Written by 11:15 Database administration, Work with data

Aspects of Strings in .NET

The string data type is one of the most significant data types in any programming language. You can hardly write a useful program without it. Nevertheless, many developers do not know certain aspects of this type. Therefore, let’s consider these aspects.

Representation of strings in memory

In .Net, strings are located according to the BSTR (Basic string or binary string) rule. This method of string data representation is used in COM (the word ‘basic’ originates from the Visual Basic programming language in which it was initially used). As we know, PWSZ (Pointer to Wide-character String, Zero-terminated) is used in C/C++ for representation of strings. With such location in memory, a null-terminated is located in the end of a string. This terminator allows to determine the end of the string. The string length in PWSZ is limited only by a volume of free space.

PWSZ String

In BSTR, the situation is slightly different.

BSTR String

Basic aspects of the BSTR string representation in memory are the following:

  1. The string length is limited by a certain number. In PWSZ, the string length is limited by the availability of free memory.
  2. BSTR string always points at the first character in the buffer. PWSZ may point to any character in the buffer.
  3. In BSTR, similar to PWSZ, the null character is always located at the end. In BSTR, the null character is a valid character and may be found anywhere in the string.
  4. Because the null terminator is located at the end, BSTR is compatible with PWSZ, but not vice versa.

Therefore, strings in .NET are represented in memory according to the BSTR rule. The buffer contains a 4-byte string length followed by two-byte characters of a string in the UTF-16 format, that, in its turn, is followed by two null bytes (\u0000).

Using this implementation has many benefits: string length must not be recalculated as it is stored in the header, a string can contain null characters anywhere. And the most important thing is that the address of a string (pinned) can be easily passed over native code where WCHAR* is expected.

How much memory does a string object take?

I encountered articles stating that the string object size equals size=20 + (length/2)*4, but this formula is not quite correct.

To begin with, a string is a link type, so first four bytes contain SyncBlockIndex and the next four bytes contain the type pointer.

String size = 4 + 4 + …

As I stated above, the string length is stored in the buffer. It is an int type field, therefore we need to add another 4 bytes.

String size = 4 + 4 + 4 + …

To pass a string over to native code quickly (without copying), the null terminator is located at the end of each string that takes 2 bytes. Therefore,

String size = 4 + 4 + 4 + 2 + …

The only thing left is to recall that each character in a string is in the UTF-16 coding and also takes 2 bytes. Therefore:

String size = 4 + 4 + 4 + 2 + 2 * length = 14 + 2 * length

One more thing and we are done. The memory allocated by the memory manager in CLR is multiple of 4 bytes (4, 8, 12, 16, 20, 24, …). So, if the string length takes 34 bytes in total, 36 bytes will be allocated. We need to round our value to the nearest larger number that is multiple of four. For this, we need:

String size = 4 * ((14 + 2 * length + 3) / 4) (integer division)
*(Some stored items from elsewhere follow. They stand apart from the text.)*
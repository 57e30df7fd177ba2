// Batch aggregation: resolve an entire roster's markets in a constant
// number of provider round trips.

use std::collections::HashMap;
use std::time::Duration;

use async_trait::async_trait;
use futures_util::future::join_all;
use tracing::{debug, warn};

use crate::upstream::ProviderError;

use super::observation::{LineObservation, Market, MarketGroup, ObservationStore};
use super::resolve::{resolve, BookPreference, ResolvedLine};

// ---------------------------------------------------------------------------
// Provider trait
// ---------------------------------------------------------------------------

/// Source of raw line observations. The request shape is multi-player and
/// multi-market by contract so implementations can batch a whole roster's
/// markets into one upstream call.
#[async_trait]
pub trait OddsProvider: Send + Sync {
    async fn fetch_observations(
        &self,
        week: u16,
        player_ids: &[String],
        markets: &[Market],
    ) -> Result<Vec<LineObservation>, ProviderError>;
}

// ---------------------------------------------------------------------------
// Odds board
// ---------------------------------------------------------------------------

/// Nested lookup table `player_id -> market -> resolved line`, the pure
/// value the aggregator hands to callers. Missing entries mean "no data"
/// and must never be rendered as zero.
#[derive(Debug, Default)]
pub struct OddsBoard {
    lines: HashMap<String, HashMap<Market, ResolvedLine>>,
}

impl OddsBoard {
    /// Look up the resolved line for one (player, market) pair.
    pub fn get(&self, player_id: &str, market: Market) -> Option<&ResolvedLine> {
        self.lines.get(player_id)?.get(&market)
    }

    /// All resolved markets for one player.
    pub fn player(&self, player_id: &str) -> Option<&HashMap<Market, ResolvedLine>> {
        self.lines.get(player_id)
    }

    /// Total number of resolved lines on the board.
    pub fn len(&self) -> usize {
        self.lines.values().map(|m| m.len()).sum()
    }

    pub fn is_empty(&self) -> bool {
        self.lines.is_empty()
    }

    fn insert(&mut self, line: ResolvedLine) {
        self.lines
            .entry(line.player_id.clone())
            .or_default()
            .insert(line.market, line);
    }
}

// ---------------------------------------------------------------------------
// Aggregator
// ---------------------------------------------------------------------------

/// Orchestrates resolution across a full player set and market set.
///
/// Markets are grouped by provider endpoint family and each non-empty group
/// costs exactly one provider call, regardless of how many players are in
/// scope. A per-group timeout and failure isolation keep one bad batch from
/// poisoning the rest of the board.
pub struct BatchAggregator<P> {
    provider: P,
    prefs: BookPreference,
    timeout: Duration,
}

impl<P: OddsProvider> BatchAggregator<P> {
    pub fn new(provider: P, prefs: BookPreference, timeout: Duration) -> Self {
        Self {
            provider,
            prefs,
            timeout,
        }
    }

    /// Fetch and resolve lines for every (player, market) pair in scope.
    ///
    /// The `week` scope is an explicit parameter; nothing here depends on
    /// ambient session state. Failed or timed-out groups degrade to absent
    /// entries for their markets and are logged, never propagated.
    pub async fn aggregate(
        &self,
        week: u16,
        player_ids: &[String],
        markets: &[Market],
    ) -> OddsBoard {
        let groups = group_markets(markets);

        // One call per endpoint group, all in flight together.
        let fetches = groups.iter().map(|(group, group_markets)| async move {
            let result = tokio::time::timeout(
                self.timeout,
                self.provider.fetch_observations(week, player_ids, group_markets),
            )
            .await;
            (*group, result)
        });

        let mut store = ObservationStore::new();
        for (group, result) in join_all(fetches).await {
            match result {
                Ok(Ok(batch)) => {
                    debug!(?group, observations = batch.len(), "batch fetched");
                    store.extend(batch);
                }
                Ok(Err(e)) => {
                    warn!(?group, error = %e, "odds batch failed; entries degrade to absent");
                }
                Err(_) => {
                    let e = ProviderError::Timeout {
                        seconds: self.timeout.as_secs(),
                    };
                    warn!(?group, error = %e, "odds batch timed out; entries degrade to absent");
                }
            }
        }

        let mut board = OddsBoard::default();
        for player_id in player_ids {
            for &market in markets {
                let observations = store.observations_for(player_id, market);
                if let Some(line) = resolve(&observations, market, &self.prefs) {
                    board.insert(line);
                }
            }
        }

        debug!(
            players = player_ids.len(),
            markets = markets.len(),
            resolved = board.len(),
            "odds board assembled"
        );
        board
    }
}

/// Partition markets by endpoint group, preserving request order within
/// each group.
fn group_markets(markets: &[Market]) -> Vec<(MarketGroup, Vec<Market>)> {
    let mut groups: Vec<(MarketGroup, Vec<Market>)> = Vec::new();
    for &market in markets {
        match groups.iter_mut().find(|(g, _)| *g == market.group()) {
            Some((_, list)) => list.push(market),
            None => groups.push((market.group(), vec![market])),
        }
    }
    groups
}

#[cfg(test)]
mod tests {
    use super::*;
    use crate::odds::observation::{Outcome, ALL_MARKETS};
    use crate::odds::resolve::SourceRank;
    use chrono::{TimeZone, Utc};
    use std::sync::atomic::{AtomicUsize, Ordering};

    fn prefs() -> BookPreference {
        BookPreference {
            preferred: "bookA".to_string(),
            fallback: "bookB".to_string(),
        }
    }

    fn over(player: &str, market: Market, book: &str, point: f64) -> LineObservation {
        LineObservation {
            player_id: player.to_string(),
            market,
            bookmaker: book.to_string(),
            outcome: Outcome::Over,
            point: Some(point),
            price: Some(-110.0),
            probability: Some(0.52),
            observed_at: Utc.timestamp_opt(1_000, 0).unwrap(),
        }
    }

    /// Mock provider that counts outbound calls and serves a canned board.
    struct CountingProvider {
        calls: AtomicUsize,
        fail_group: Option<MarketGroup>,
    }

    impl CountingProvider {
        fn new() -> Self {
            Self {
                calls: AtomicUsize::new(0),
                fail_group: None,
            }
        }

        fn failing(group: MarketGroup) -> Self {
            Self {
                calls: AtomicUsize::new(0),
                fail_group: Some(group),
            }
        }

        fn call_count(&self) -> usize {
            self.calls.load(Ordering::SeqCst)
        }
    }

    #[async_trait]
    impl OddsProvider for CountingProvider {
        async fn fetch_observations(
            &self,
            _week: u16,
            player_ids: &[String],
            markets: &[Market],
        ) -> Result<Vec<LineObservation>, ProviderError> {
            self.calls.fetch_add(1, Ordering::SeqCst);

            if let Some(fail) = self.fail_group {
                if markets.iter().any(|m| m.group() == fail) {
                    return Err(ProviderError::Status { status: 502 });
                }
            }

            let mut batch = Vec::new();
            for player in player_ids {
                for &market in markets {
                    let point = market.threshold().unwrap_or(42.5);
                    batch.push(over(player, market, "bookA", point));
                }
            }
            Ok(batch)
        }
    }

    /// Provider that never responds within any reasonable timeout.
    struct StalledProvider;

    #[async_trait]
    impl OddsProvider for StalledProvider {
        async fn fetch_observations(
            &self,
            _week: u16,
            _player_ids: &[String],
            _markets: &[Market],
        ) -> Result<Vec<LineObservation>, ProviderError> {
            tokio::time::sleep(Duration::from_secs(3_600)).await;
            Ok(vec![])
        }
    }

    fn ids(n: usize) -> Vec<String> {
        (0..n).map(|i| format!("p{i}")).collect()
    }

    #[tokio::test]
    async fn one_call_per_market_group_not_per_pair() {
        let aggregator = BatchAggregator::new(
            CountingProvider::new(),
            prefs(),
            Duration::from_secs(5),
        );

        // 40 players x 6 markets would be 240 calls for a naive N+1
        // implementation; the contract is one call per endpoint group.
        let players = ids(40);
        let board = aggregator.aggregate(12, &players, &ALL_MARKETS).await;

        assert_eq!(
            aggregator.provider.call_count(),
            2,
            "expected exactly one call for props and one for touchdowns"
        );
        assert_eq!(board.len(), 40 * ALL_MARKETS.len());
    }

    #[tokio::test]
    async fn props_only_request_is_one_call() {
        let aggregator = BatchAggregator::new(
            CountingProvider::new(),
            prefs(),
            Duration::from_secs(5),
        );

        let players = ids(10);
        let markets = [Market::PassYards, Market::RushYards, Market::Receptions];
        aggregator.aggregate(3, &players, &markets).await;

        assert_eq!(aggregator.provider.call_count(), 1);
    }

    #[tokio::test]
    async fn failed_group_degrades_to_absent_without_poisoning_others() {
        let aggregator = BatchAggregator::new(
            CountingProvider::failing(MarketGroup::Touchdowns),
            prefs(),
            Duration::from_secs(5),
        );

        let players = ids(3);
        let board = aggregator.aggregate(7, &players, &ALL_MARKETS).await;

        // Touchdown entries absent, yardage entries intact.
        assert!(board.get("p0", Market::AnytimeTd).is_none());
        assert!(board.get("p0", Market::PassYards).is_some());
        assert!(board.get("p2", Market::Receptions).is_some());
        assert_eq!(board.len(), 3 * (ALL_MARKETS.len() - 1));
    }

    #[tokio::test]
    async fn timed_out_provider_yields_empty_board() {
        let aggregator = BatchAggregator::new(
            StalledProvider,
            prefs(),
            Duration::from_millis(50),
        );

        let players = ids(2);
        let board = aggregator.aggregate(1, &players, &ALL_MARKETS).await;

        assert!(board.is_empty(), "timeout must degrade to absent, not hang");
        assert!(board.get("p0", Market::PassYards).is_none());
    }

    #[tokio::test]
    async fn aggregate_resolves_through_the_cascade() {
        let aggregator = BatchAggregator::new(
            CountingProvider::new(),
            prefs(),
            Duration::from_secs(5),
        );

        let players = ids(1);
        let board = aggregator.aggregate(1, &players, &[Market::AnytimeTd]).await;

        let line = board.get("p0", Market::AnytimeTd).expect("line resolved");
        assert_eq!(line.point, 0.5);
        assert_eq!(line.bookmaker, "bookA");
        assert_eq!(line.source_rank, SourceRank::PreferredExact);
    }

    #[tokio::test]
    async fn empty_player_set_is_a_noop_board() {
        let aggregator = BatchAggregator::new(
            CountingProvider::new(),
            prefs(),
            Duration::from_secs(5),
        );

        let board = aggregator.aggregate(1, &[], &ALL_MARKETS).await;
        assert!(board.is_empty());
    }

    #[test]
    fn group_markets_preserves_order_within_groups() {
        let groups = group_markets(&ALL_MARKETS);
        assert_eq!(groups.len(), 2);
        assert_eq!(groups[0].0, MarketGroup::Props);
        assert_eq!(
            groups[0].1,
            vec![
                Market::PassYards,
                Market::RushYards,
                Market::RecYards,
                Market::Receptions,
                Market::RushAttempts,
            ]
        );
        assert_eq!(groups[1].0, MarketGroup::Touchdowns);
        assert_eq!(groups[1].1, vec![Market::AnytimeTd]);
    }
}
The issue of versions: until .NET v4, there was an additional m_arrayLength field of the int type in the String class that took 4 bytes. This field is a real length of the buffer allocated for a string, including the null terminator, i.e. it is length + 1. In .NET 4.0, this field was dropped from the class. As a result, a string type object occupies 4 bytes less.
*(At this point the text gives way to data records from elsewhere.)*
//! # CeilOS Demo Firmware
//!
//! Runs four demonstration scenarios from an idle task:
//!
//! | Scenario | What it shows |
//! |----------|---------------|
//! | Preemption | `Low` preempts `Idle` and waits; `Medium` preempts `Idle` |
//! | Resources | `Medium` holds `Res1` at ceiling `P1`, so `High` waits for the release |
//! | Events | `Idle` sets `Event1`; `Low` wakes and runs to completion |
//! | RMA | Three periodic tasks (periods 2/5/10) over 20 ticks |
//!
//! | Task | Priority | Body |
//! |------|----------|------|
//! | `Idle` | 16 | Drives the scenarios |
//! | `High` | 1 | Signals `Event2` and terminates |
//! | `Medium` | 5 | Locks `Res1`, activates `High`, releases |
//! | `Low` | 10 | Waits for `Event1`, then uses `Res2` |
//! | `Rate2` / `Rate5` / `Rate10` | 2 / 6 / 11 | Periodic jobs |
//!
//! On the host the kernel logs to the console and shuts down after the
//! scenarios. On Cortex-M it keeps servicing SysTick so the periodic tasks
//! go on being released.

#![cfg_attr(target_os = "none", no_std)]
#![cfg_attr(target_os = "none", no_main)]

use ceilos::event::EventId;
use ceilos::kernel::Kernel;
use ceilos::registry::{ceiling_of, DeclId, EventDecl, Registry, ResourceDecl, TaskDecl};
use ceilos::resource::ResourceId;
use ceilos::task::{Priority, TaskId};
use ceilos::KernelResult;

// ---------------------------------------------------------------------------
// Declarations
// ---------------------------------------------------------------------------

const IDLE_PRIO: Priority = Priority(16);
const HIGH_PRIO: Priority = Priority(1);
const MEDIUM_PRIO: Priority = Priority(5);
const LOW_PRIO: Priority = Priority(10);

const IDLE: DeclId = DeclId(0);
const HIGH: DeclId = DeclId(1);
const MEDIUM: DeclId = DeclId(2);
const LOW: DeclId = DeclId(3);
const RATE_TASKS: [(DeclId, u32); 3] = [(DeclId(4), 2), (DeclId(5), 5), (DeclId(6), 10)];

const RES1: ResourceId = ResourceId(0);
const RES2: ResourceId = ResourceId(1);
const EVENT1: EventId = EventId(0);
const EVENT2: EventId = EventId(1);

/// Ticks the RMA scenario runs for.
const RMA_TICKS: u32 = 20;

static TASKS: [TaskDecl; 7] = [
    TaskDecl::new("Idle", IDLE_PRIO, idle_task),
    TaskDecl::new("High", HIGH_PRIO, high_task),
    TaskDecl::new("Medium", MEDIUM_PRIO, medium_task),
    TaskDecl::new("Low", LOW_PRIO, low_task),
    TaskDecl::new("Rate2", Priority(2), periodic_job),
    TaskDecl::new("Rate5", Priority(6), periodic_job),
    TaskDecl::new("Rate10", Priority(11), periodic_job),
];

static RESOURCES: [ResourceDecl; 2] = [
    // High only runs while Medium holds Res1, so both count as lockers.
    ResourceDecl::new("Res1", ceiling_of(&[MEDIUM_PRIO, HIGH_PRIO])),
    ResourceDecl::new("Res2", ceiling_of(&[LOW_PRIO, Priority(8)])),
];

static EVENTS: [EventDecl; 2] = [EventDecl::new("Event1"), EventDecl::new("Event2")];

static REGISTRY: Registry = Registry::new(&TASKS, &RESOURCES, &EVENTS);

// ---------------------------------------------------------------------------
// Task bodies
// ---------------------------------------------------------------------------

/// Runs every scenario in order, then terminates.
fn idle_task(k: &mut Kernel, id: TaskId) -> KernelResult<()> {
    log::info!("Idle: starting scenarios");
    preemption_scenario(k)?;
    resource_scenario(k)?;
    event_scenario(k)?;
    rma_scenario(k)?;
    log::info!("Idle: all scenarios complete");
    k.terminate_task(id)
}

fn high_task(k: &mut Kernel, id: TaskId) -> KernelResult<()> {
    log::info!("High: running at {}", k.effective_priority(id)?);
    // Nobody waits for Event2; the pulse stays set.
    k.set_event(EVENT2)?;
    k.terminate_task(id)
}

fn medium_task(k: &mut Kernel, id: TaskId) -> KernelResult<()> {
    log::info!("Medium: running");
    if k.get_resource(id, RES1)?.is_blocked() {
        return Ok(());
    }
    log::info!("Medium: holds Res1 at {}", k.effective_priority(id)?);

    let high_prio = k.registry().task(HIGH)?.priority;
    k.activate_task(HIGH, high_prio)?;
    log::info!("Medium: continuing, High has not run yet");

    k.release_resource(id, RES1)?;
    log::info!("Medium: released Res1, back at {}", k.effective_priority(id)?);
    k.terminate_task(id)
}

fn low_task(k: &mut Kernel, id: TaskId) -> KernelResult<()> {
    log::info!("Low: waiting for Event1");
    if k.wait_event(id, EVENT1)?.is_blocked() {
        return Ok(());
    }
    log::info!("Low: Event1 received");

    if k.get_resource(id, RES2)?.is_blocked() {
        return Ok(());
    }
    log::info!("Low: holds Res2 at {}", k.effective_priority(id)?);
    k.release_resource(id, RES2)?;
    k.terminate_task(id)
}

fn periodic_job(k: &mut Kernel, id: TaskId) -> KernelResult<()> {
    let info = k.task_info(id)?;
    log::info!(
        "{}: activation {} at tick {}",
        info.name,
        info.activations,
        k.tick_count()
    );
    k.terminate_task(id)
}

// ---------------------------------------------------------------------------
// Scenarios
// ---------------------------------------------------------------------------

fn preemption_scenario(k: &mut Kernel) -> KernelResult<()> {
    log::info!("--- Preemption ---");
    let low = k.create_task(LOW, LOW_PRIO)?;
    // Low preempts Idle at once and blocks on Event1.
    k.resume_task(low)?;
    log::info!("Idle: Low is {:?}", k.task_state(low)?);
    Ok(())
}

fn resource_scenario(k: &mut Kernel) -> KernelResult<()> {
    log::info!("--- Resources ---");
    k.activate_task(MEDIUM, MEDIUM_PRIO)?;
    log::info!("Idle: Res1 owner is {:?}", k.resource_owner(RES1)?);
    Ok(())
}

fn event_scenario(k: &mut Kernel) -> KernelResult<()> {
    log::info!("--- Events ---");
    k.set_event(EVENT1)?;
    if k.event_is_set(EVENT2)? {
        log::info!("Idle: clearing the unclaimed Event2 pulse");
        k.clear_event(EVENT2)?;
    }
    Ok(())
}

fn rma_scenario(k: &mut Kernel) -> KernelResult<()> {
    log::info!("--- RMA ---");
    for (decl, period) in RATE_TASKS {
        let priority = k.registry().task(decl)?.priority;
        let id = k.create_task(decl, priority)?;
        k.set_task_period(id, period)?;
        k.set_task_deadline(id, period)?;
        k.resume_task(id)?;
    }

    let mut misses = 0;
    for _ in 0..RMA_TICKS {
        misses += k.advance_tick()?.misses.len();
    }

    for task in k.tasks().filter(|t| t.period > 0) {
        log::info!(
            "{}: period {}, {} activations, {} misses",
            task.name,
            task.period,
            task.activations,
            task.deadline_misses
        );
    }
    log::info!("Idle: {} deadline misses over {} ticks", misses, RMA_TICKS);
    Ok(())
}

// ---------------------------------------------------------------------------
// Host entry point
// ---------------------------------------------------------------------------

#[cfg(not(target_os = "none"))]
mod console {
    /// Logger that prints kernel records to stdout.
    pub struct ConsoleLogger;

    impl log::Log for ConsoleLogger {
        fn enabled(&self, _metadata: &log::Metadata) -> bool {
            true
        }

        fn log(&self, record: &log::Record) {
            if self.enabled(record.metadata()) {
                std::println!("[{:5}] {}: {}", record.level(), record.target(), record.args());
            }
        }

        fn flush(&self) {}
    }

    static LOGGER: ConsoleLogger = ConsoleLogger;

    pub fn init_logger() {
        log::set_logger(&LOGGER).expect("logger already installed");
        log::set_max_level(log::LevelFilter::Debug);
    }
}

#[cfg(not(target_os = "none"))]
fn main() {
    console::init_logger();

    let mut kernel = Kernel::new(&REGISTRY).expect("invalid declarations");
    kernel.start_os(IDLE).expect("kernel start failed");

    for task in kernel.tasks() {
        log::info!(
            "{} ({}): {:?} at {}",
            task.id,
            task.name,
            task.state,
            task.effective_priority
        );
    }
    kernel.shutdown_os().expect("kernel shutdown failed");
}

// ---------------------------------------------------------------------------
// Cortex-M entry point
// ---------------------------------------------------------------------------

#[cfg(target_os = "none")]
mod firmware {
    use cortex_m::peripheral::syst::SystClkSource;
    use cortex_m_rt::{entry, exception};
    use panic_halt as _;

    use ceilos::config::{SYSTEM_CLOCK_HZ, TICK_HZ};
    use ceilos::kernel::Kernel;
    use ceilos::sync::TickLatch;

    /// Ticks raised by SysTick, drained in thread mode.
    static TICKS: TickLatch = TickLatch::new();

    /// Configure SysTick to fire at `TICK_HZ`.
    fn configure_systick(syst: &mut cortex_m::peripheral::SYST) {
        let reload = SYSTEM_CLOCK_HZ / TICK_HZ - 1;
        syst.set_reload(reload);
        syst.clear_current();
        syst.set_clock_source(SystClkSource::Core);
        syst.enable_counter();
        syst.enable_interrupt();
    }

    /// Firmware entry point. Runs the scenarios, then services ticks
    /// forever. Does not return.
    #[entry]
    fn main() -> ! {
        let mut cp = cortex_m::Peripherals::take().expect("core peripherals already taken");

        let mut kernel = Kernel::new(&super::REGISTRY).expect("invalid declarations");
        kernel.start_os(super::IDLE).expect("kernel start failed");

        configure_systick(&mut cp.SYST);

        loop {
            cortex_m::asm::wfi();
            if let Err(err) = kernel.service_ticks(&TICKS) {
                log::error!("tick service failed: {}", err);
            }
        }
    }

    #[exception]
    fn SysTick() {
        TICKS.signal();
    }
}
The size of an empty string without the m_arrayLength field (i.e. in .Net 4.0 and higher) equals = 4 + 4 + 4 + 2 = 14 bytes, and with this field (i.e. lower than .Net 4.0), its size equals = 4 + 4 + 4 + 4 + 2 = 18 bytes. If we round of 4 bytes, the size will be 16 and 20 bytes, correspondingly.

String Aspects

So, we considered the representation of strings and the size they take in memory. Now, let’s talk about their peculiarities.

Basic aspects of strings in .NET are the following:

  1. Strings are reference types.
  2. Strings are immutable. Once created, a string cannot be modified (by fair means). Each call of the method of this class returns a new string, while the previous string becomes a prey for the garbage collector.
  3. Strings redefine the Object.Equals method. As a result, the method compares character values in strings, not link values.
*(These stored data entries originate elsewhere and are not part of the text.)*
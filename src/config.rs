//! # CeilOS Configuration
//!
//! Compile-time constants bounding the kernel tables.
//! All limits are fixed at compile time; nothing is allocated dynamically.

/// Capacity of the task control block pool. Creating more live tasks than
/// this fails with `PoolExhausted`.
pub const MAX_TASKS: usize = 8;

/// Maximum number of declared resources.
pub const MAX_RESOURCES: usize = 8;

/// Maximum number of declared events.
pub const MAX_EVENTS: usize = 8;

/// Maximum number of declared tasks in a registry. Declarations are cheap
/// metadata, so this may exceed the pool capacity.
pub const MAX_DECLARED_TASKS: usize = 16;

/// How many resources one task may hold at once (nesting depth). A task
/// can hold every declared resource, so acquisition never runs out of room.
pub const MAX_NESTED_RESOURCES: usize = MAX_RESOURCES;

/// Number of records kept in the execution trace ring. The oldest record
/// is dropped once the ring is full.
pub const TRACE_DEPTH: usize = 128;

/// SysTick frequency in Hz. One tick advances the periodic monitor by one.
pub const TICK_HZ: u32 = 1000;

/// System clock frequency in Hz (default for STM32F4 at 16 MHz HSI).
pub const SYSTEM_CLOCK_HZ: u32 = 16_000_000;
Let’s consider each point in detail.

Strings are reference types

Strings are real reference types. That is, they are always located in heap. Many of us confuse them with value types, since thy behave in the same way. For instance, they are immutable and their comparison is performed by value, not by references, but we must bear in mind that it is a reference type.

Strings are immutable

  • Strings are immutable for a purpose. The string immutability has a number of benefits:
  • String type is thread-safe, since not a single thread can modify the content of a string.
  • Use of immutable strings leads to decrease of memory load, since there is no need to store 2 instances of the same string. As a result, less memory is spent, and comparison is performed faster, since only references are compared. In .NET, this mechanism is called string interning (string pool). We will talk about it a bit later.
  • When passing an immutable parameter to a method, we can stop worrying that it will be modified (if it wasn’t passed as ref or out, of course).

Data structures can be divided into two types: ephemeral and persistent. Ephemeral data structures store only their last versions. Persistent data structures save all their previous versions during modification. The latter are, in fact, immutable, since their operations do not modify the structure on site. Instead, they return a new structure that is based on the previous one.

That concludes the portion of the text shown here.